Ya la habíamos visto juntos, un tiempo después de que salió, antes del diagnóstico. Me volví a cruzar dos veces más con ella. Una, apenas supe lo que tenía y otra hace unos días… «The Theory of Everything». La película que cuenta la vida de Stephen Hawking.

La primera de las tres veces que la vi -teniendo en cuenta que trata de un tipo que tiene una enfermedad incurable- terminó siendo la más intrascendente. La segunda fue dura porque coincidió con mi etapa de procesar la perpetuidad de lo que me diagnosticaron, y fue difícil -a pesar de las diferencias- no sentirse tocado. Pero la tercera, la de hace unos días, fue en la que sentí la identificación más directa.

En todo este proceso, en el que uno se redescubre y trata de asumirse en esta nueva persona enferma para -desde ahí- pararse de otro modo frente a lo que viene, uno tiende a mirarse mucho el ombligo… «Por qué a mí?! Qué mierda hice yo para merecer esta enfermedad?! Qué sabés vos lo que me pasa?! Ninguno de ustedes entiende lo que se siente…». De todas, la manera menos productiva de sentirse solo.

«Cuál es el link?» te preguntarás… Bueno, la cosa es que la peli no habla sólo de él. Habla de ella también. La mujer que se enamora de un tipo sano y pasa a compartir sus días con un tipo con muchas limitaciones y pocas certezas respecto de su salud.
En particular hay una escena en la que ellos -como familia- van a lo de los padres de él y cada uno está en la suya. Los pibes jugando, el tipo llevando su enfermedad con humor y los padres -más cerca o más lejos- haciendo lo que les sale, aunque no sea mucho.
Pero ella no. Ella no está en la suya. Ella está en la de los pibes, cuidando que se porten bien. Está en la del marido, haciendo que no se ahogue con la comida. Y está en la de los padres, tratando de hacer que caigan en la realidad de que el hijo que tenían ahora lo van a tener de otro modo y que eso les demanda más cercanía. Y ahí, rodeada de gente, está sola.

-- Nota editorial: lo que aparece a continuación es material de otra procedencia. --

//! # Mounted namespace: live handler slots and the channel table.
//!
//! A [`Namespace`] is what the registry stores for each mounted module:
//! - **slots**: handler name → current [`HandlerRef`] (the original, or the
//!   observing wrapper while observed);
//! - **channel table**: handler name → channel entry, at most one per handler.
//!
//! ## Rules
//! - Calls clone the slot under the lock and await outside it.
//! - Only the channel lifecycle reassigns a slot, and always under the lock:
//!   - first subscriber: slot ← `ObservedHandler(original)`
//!   - last subscriber detaches: slot ← original, entry removed
//! - The channel table is the check-and-set point: concurrent `observe` calls
//!   for the same handler share one entry, so only one wrapper is ever installed.
//!
//! ```text
//!                 ┌────────────── Namespace "math" ───────────────┐
//! call("add") ──► │ slots:    add ─► ObservedHandler ─► original  │
//!                 │           sub ─► original                      │
//!                 │ channels: add ─► { channel#7, subscribers: 2 } │
//!                 └───────────────────────────────────────────────┘
//! ```

use std::collections::{BTreeMap, HashMap};
use std::sync::{Arc, Weak};

use parking_lot::Mutex;
use serde_json::Value;
use tokio::sync::broadcast;

use crate::channel::{Channel, ChannelKey, Observable};
use crate::error::{HandlerError, RegistryError};
use crate::events::{Bus, Event, EventKind};
use crate::handlers::{Args, HandlerRef, ObservedHandler};
use crate::namespace::NamespacePath;

/// Channel-table entry for one handler.
struct ChannelEntry {
    channel: Arc<Channel>,
    /// Handler the slot held before the wrapper went in; `Some` while active.
    original: Option<HandlerRef>,
    subscribers: usize,
}

struct NamespaceState {
    slots: BTreeMap<String, HandlerRef>,
    channels: HashMap<String, ChannelEntry>,
}

/// A mounted module's namespace entry.
pub struct Namespace {
    path: NamespacePath,
    name: Arc<str>,
    state: Mutex<NamespaceState>,
    channel_capacity: usize,
    bus: Bus,
    me: Weak<Namespace>,
}

impl Namespace {
    pub(crate) fn new(
        path: NamespacePath,
        slots: BTreeMap<String, HandlerRef>,
        channel_capacity: usize,
        bus: Bus,
    ) -> Arc<Self> {
        let name: Arc<str> = Arc::from(path.as_str());
        Arc::new_cyclic(|me| Self {
            path,
            name,
            state: Mutex::new(NamespaceState {
                slots,
                channels: HashMap::new(),
            }),
            channel_capacity,
            bus,
            me: me.clone(),
        })
    }

    pub fn path(&self) -> &NamespacePath {
        &self.path
    }

    pub fn name(&self) -> &str {
        &self.name
    }

    /// Handler names in this namespace, sorted.
    pub fn handler_names(&self) -> Vec<String> {
        self.state.lock().slots.keys().cloned().collect()
    }

    pub fn has_handler(&self, handler: &str) -> bool {
        self.state.lock().slots.contains_key(handler)
    }

    /// Returns the handler currently occupying the slot (possibly a wrapper).
    pub fn handler(&self, handler: &str) -> Option<HandlerRef> {
        self.state.lock().slots.get(handler).cloned()
    }

    /// Invokes a handler by name.
    ///
    /// Identical whether or not the handler is observed: same arguments reach
    /// the handler, same value or error comes back.
    pub async fn call(&self, handler: &str, args: impl Into<Args>) -> Result<Value, HandlerError> {
        let current = self.handler(handler).ok_or_else(|| HandlerError::NotFound {
            namespace: self.name.to_string(),
            handler: handler.to_string(),
        })?;
        current.call(args.into()).await
    }

    /// Returns an [`Observable`] for `handler`, claiming a channel-table entry
    /// if none exists yet.
    ///
    /// The handler is wrapped when the first subscriber attaches, not here.
    pub fn observe(&self, handler: &str) -> Result<Observable, RegistryError> {
        let (key, created) = {
            let mut state = self.state.lock();
            let (channel, created) = self.claim(&mut state, handler)?;
            let created = created.then(|| self.event(EventKind::ChannelCreated, handler, None));
            (channel.key().clone(), created)
        };
        if let Some(ev) = created {
            tracing::debug!(namespace = self.name(), handler, "channel created");
            self.bus.publish(ev);
        }
        Ok(Observable::new(key))
    }

    /// Returns `true` while `handler`'s slot holds an observing wrapper.
    pub fn is_observed(&self, handler: &str) -> bool {
        self.active_channel(handler).is_some()
    }

    /// Handlers that currently have an active channel, sorted.
    pub fn observed_handlers(&self) -> Vec<String> {
        let state = self.state.lock();
        let mut names: Vec<String> = state
            .channels
            .iter()
            .filter(|(_, entry)| entry.original.is_some())
            .map(|(name, _)| name.clone())
            .collect();
        names.sort_unstable();
        names
    }

    /// Number of subscribers attached to `handler`'s channel.
    pub fn subscriber_count(&self, handler: &str) -> usize {
        self.state
            .lock()
            .channels
            .get(handler)
            .map_or(0, |entry| entry.subscribers)
    }

    pub(crate) fn bus(&self) -> &Bus {
        &self.bus
    }

    /// Id of `handler`'s channel if it is active.
    pub(crate) fn active_channel(&self, handler: &str) -> Option<u64> {
        self.state
            .lock()
            .channels
            .get(handler)
            .filter(|entry| entry.original.is_some())
            .map(|entry| entry.channel.id())
    }

    /// Attaches one subscriber to `handler`'s channel.
    ///
    /// Creates the entry if needed and installs the wrapper on the first
    /// subscriber. The receiver is created under the lock, so it sees every
    /// result published after activation. Lifecycle events take their `seq`
    /// under the lock too, so `seq` order is the order of slot changes.
    pub(crate) fn attach(
        &self,
        handler: &str,
    ) -> Result<(ChannelKey, broadcast::Receiver<Value>), RegistryError> {
        let mut events = Vec::with_capacity(3);

        let (key, rx, subscribers) = {
            let mut guard = self.state.lock();
            let (channel, created) = self.claim(&mut guard, handler)?;
            if created {
                events.push(self.event(EventKind::ChannelCreated, handler, None));
            }

            let state = &mut *guard;
            let entry = state
                .channels
                .get_mut(handler)
                .ok_or_else(|| self.handler_not_found(handler))?;

            if entry.original.is_none() {
                let original = state
                    .slots
                    .get(handler)
                    .cloned()
                    .ok_or_else(|| self.handler_not_found(handler))?;
                let wrapper: HandlerRef = Arc::new(ObservedHandler::new(
                    Arc::clone(&original),
                    channel.sender(),
                    Arc::clone(&self.name),
                    Arc::from(handler),
                ));
                state.slots.insert(handler.to_string(), wrapper);
                entry.original = Some(original);
                events.push(self.event(EventKind::ChannelActivated, handler, None));
            }

            entry.subscribers += 1;
            let subscribers = entry.subscribers;
            events.push(self.event(EventKind::SubscriberAttached, handler, Some(subscribers)));
            (channel.key().clone(), channel.receiver(), subscribers)
        };

        tracing::debug!(namespace = self.name(), handler, subscribers, "subscriber attached");
        for ev in events {
            self.bus.publish(ev);
        }
        Ok((key, rx))
    }

    /// Detaches one subscriber from the channel identified by `key`.
    ///
    /// The last detach removes the entry and restores the original handler.
    /// A key whose channel is gone (already torn down) is ignored.
    pub(crate) fn detach(&self, key: &ChannelKey) {
        let handler: &str = key.handler();

        let (remaining, detached, torn_down) = {
            let mut guard = self.state.lock();
            let state = &mut *guard;

            let Some(entry) = state.channels.get_mut(handler) else {
                return;
            };
            if entry.channel.id() != key.id() || entry.subscribers == 0 {
                return;
            }

            entry.subscribers -= 1;
            let remaining = entry.subscribers;
            let detached = self.event(EventKind::SubscriberDetached, handler, Some(remaining));
            let mut torn_down = None;
            if remaining == 0 {
                if let Some(entry) = state.channels.remove(handler) {
                    if let Some(original) = entry.original {
                        state.slots.insert(handler.to_string(), original);
                    }
                }
                torn_down = Some(self.event(EventKind::ChannelTornDown, handler, None));
            }
            (remaining, detached, torn_down)
        };

        tracing::debug!(namespace = self.name(), handler, remaining, "subscriber detached");
        self.bus.publish(detached);
        if let Some(ev) = torn_down {
            tracing::debug!(namespace = self.name(), handler, "channel torn down; original restored");
            self.bus.publish(ev);
        }
    }

    /// Returns the existing entry's channel or inserts a new, inactive one.
    fn claim(
        &self,
        state: &mut NamespaceState,
        handler: &str,
    ) -> Result<(Arc<Channel>, bool), RegistryError> {
        if let Some(entry) = state.channels.get(handler) {
            return Ok((Arc::clone(&entry.channel), false));
        }
        if !state.slots.contains_key(handler) {
            return Err(self.handler_not_found(handler));
        }

        let channel = Arc::new(Channel::new(
            self.me.clone(),
            Arc::clone(&self.name),
            Arc::from(handler),
            self.channel_capacity,
        ));
        state.channels.insert(
            handler.to_string(),
            ChannelEntry {
                channel: Arc::clone(&channel),
                original: None,
                subscribers: 0,
            },
        );
        Ok((channel, true))
    }

    fn handler_not_found(&self, handler: &str) -> RegistryError {
        RegistryError::HandlerNotFound {
            namespace: self.name.to_string(),
            handler: handler.to_string(),
        }
    }

    /// Builds a lifecycle event; `seq` is taken here.
    fn event(&self, kind: EventKind, handler: &str, subscribers: Option<usize>) -> Event {
        let ev = Event::new(kind)
            .with_namespace(Arc::clone(&self.name))
            .with_handler(handler);
        match subscribers {
            Some(n) => ev.with_subscribers(n),
            None => ev,
        }
    }
}

impl std::fmt::Debug for Namespace {
    fn fmt(&self, f: &mut std::fmt::Formatter<'_>) -> std::fmt::Result {
        f.debug_struct("Namespace")
            .field("path", &self.path)
            .field("handlers", &self.handler_names())
            .field("observed", &self.observed_handlers())
            .finish()
    }
}

#[cfg(test)]
mod tests {
    use super::*;
    use crate::handlers::HandlerFn;
    use serde_json::json;

    fn math() -> Arc<Namespace> {
        let add: HandlerRef = HandlerFn::arc(|args: Args| async move {
            Ok::<_, HandlerError>(json!(args.arg::<i64>(0)? + args.arg::<i64>(1)?))
        });
        let mut slots = BTreeMap::new();
        slots.insert("add".to_string(), add);
        Namespace::new(NamespacePath::parse("math").unwrap(), slots, 16, Bus::new(16))
    }

    #[test]
    fn observe_unknown_handler_fails() {
        let ns = math();
        let err = ns.observe("mul").unwrap_err();
        assert_eq!(
            err,
            RegistryError::HandlerNotFound {
                namespace: "math".into(),
                handler: "mul".into()
            }
        );
    }

    #[test]
    fn observe_alone_does_not_wrap() {
        let ns = math();
        let original = ns.handler("add").unwrap();
        let _obs = ns.observe("add").unwrap();

        assert!(!ns.is_observed("add"));
        assert!(Arc::ptr_eq(&ns.handler("add").unwrap(), &original));
    }

    #[test]
    fn attach_and_detach_swap_the_slot() {
        let ns = math();
        let original = ns.handler("add").unwrap();

        let (key, _rx) = ns.attach("add").unwrap();
        assert!(ns.is_observed("add"));
        assert!(!Arc::ptr_eq(&ns.handler("add").unwrap(), &original));

        ns.detach(&key);
        assert!(!ns.is_observed("add"));
        assert!(Arc::ptr_eq(&ns.handler("add").unwrap(), &original));

        // stale key after teardown
        ns.detach(&key);
        assert_eq!(ns.subscriber_count("add"), 0);
    }

    #[tokio::test]
    async fn call_missing_handler_is_not_found() {
        let ns = math();
        let err = ns.call("mul", json!([1, 2])).await.unwrap_err();
        assert_eq!(err.as_label(), "handler_not_found");
    }
}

Inmediatamente pensé en vos y en lo mucho que te debe costar concebir lo que está pasando. En cómo vos también, a pesar de todo el amor que nos rodea, no podrás evitar sentirte sola en lo que te toca vivir. Y sabés qué? Yo podré sentirme solo a veces en la mía y vos podrás sentirte sola a veces en la tuya pero, pase lo que pase, nos sentiremos solos juntos.